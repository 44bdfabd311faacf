//! 地块资格评估命令行
//!
//! 用法：`parcel-rules <request.json>`，请求文件为 `-` 时从标准输入读取。
//!
//! 请求格式：
//! ```json
//! { "rules": ["perimeter"], "options": { "parcel": {...}, "quantity": 70 }, "outputFacts": ["perimeterBounds"] }
//! ```
//! `rules` 为空时评估目录中的全部规则。

use std::io::Read;

use anyhow::{Context, Result, bail};
use parcel_shared::config::AppConfig;
use parcel_shared::observability;
use rule_engine::{Engine, RuleCatalog, RunOptions, collect_facts, collect_failures};
use serde::Deserialize;
use serde_json::json;
use tracing::info;

/// 评估请求
#[derive(Debug, Deserialize)]
#[serde(rename_all = "camelCase")]
struct Request {
    #[serde(default)]
    rules: Vec<String>,
    options: RunOptions,
    #[serde(default)]
    output_facts: Vec<String>,
}

fn read_request(source: &str) -> Result<Request> {
    let raw = if source == "-" {
        let mut buf = String::new();
        std::io::stdin()
            .read_to_string(&mut buf)
            .context("读取标准输入失败")?;
        buf
    } else {
        std::fs::read_to_string(source).with_context(|| format!("读取请求文件失败: {}", source))?
    };
    serde_json::from_str(&raw).context("请求格式错误")
}

#[tokio::main]
async fn main() -> Result<()> {
    let config = AppConfig::load("parcel-rules").unwrap_or_else(|e| {
        eprintln!("Failed to load config, using defaults: {}", e);
        AppConfig::default()
    });

    let obs_config = config.observability.clone().with_service_name(&config.service_name);
    observability::init(&obs_config)?;

    let Some(source) = std::env::args().nth(1) else {
        bail!("用法: parcel-rules <request.json | ->");
    };
    let request = read_request(&source)?;

    let mut catalog = RuleCatalog::builtin()?;
    if let Some(dir) = &config.engine.rules_dir {
        catalog.load_dir(dir)?;
    }

    let rules = if request.rules.is_empty() {
        catalog.all()
    } else {
        catalog.select(&request.rules)?
    };
    info!(rules = rules.len(), explain = config.engine.explain, "开始评估");

    let engine = Engine::with_default_facts(rules)?.with_explain(config.engine.explain);
    let run = engine.run(request.options).await?;

    let facts = collect_facts(&run, &request.output_facts).await?;
    let failures = collect_failures(&run).await;

    let output = json!({
        "events": run.events(),
        "facts": facts,
        "failures": failures,
    });
    println!("{}", serde_json::to_string_pretty(&output)?);

    Ok(())
}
++++
The task:
Copy all lines in the listing above where the string "Some" appears.

Written reply:
    let Some(source) = std::env::args().nth(1) else {
    if let Some(dir) = &config.engine.rules_dir {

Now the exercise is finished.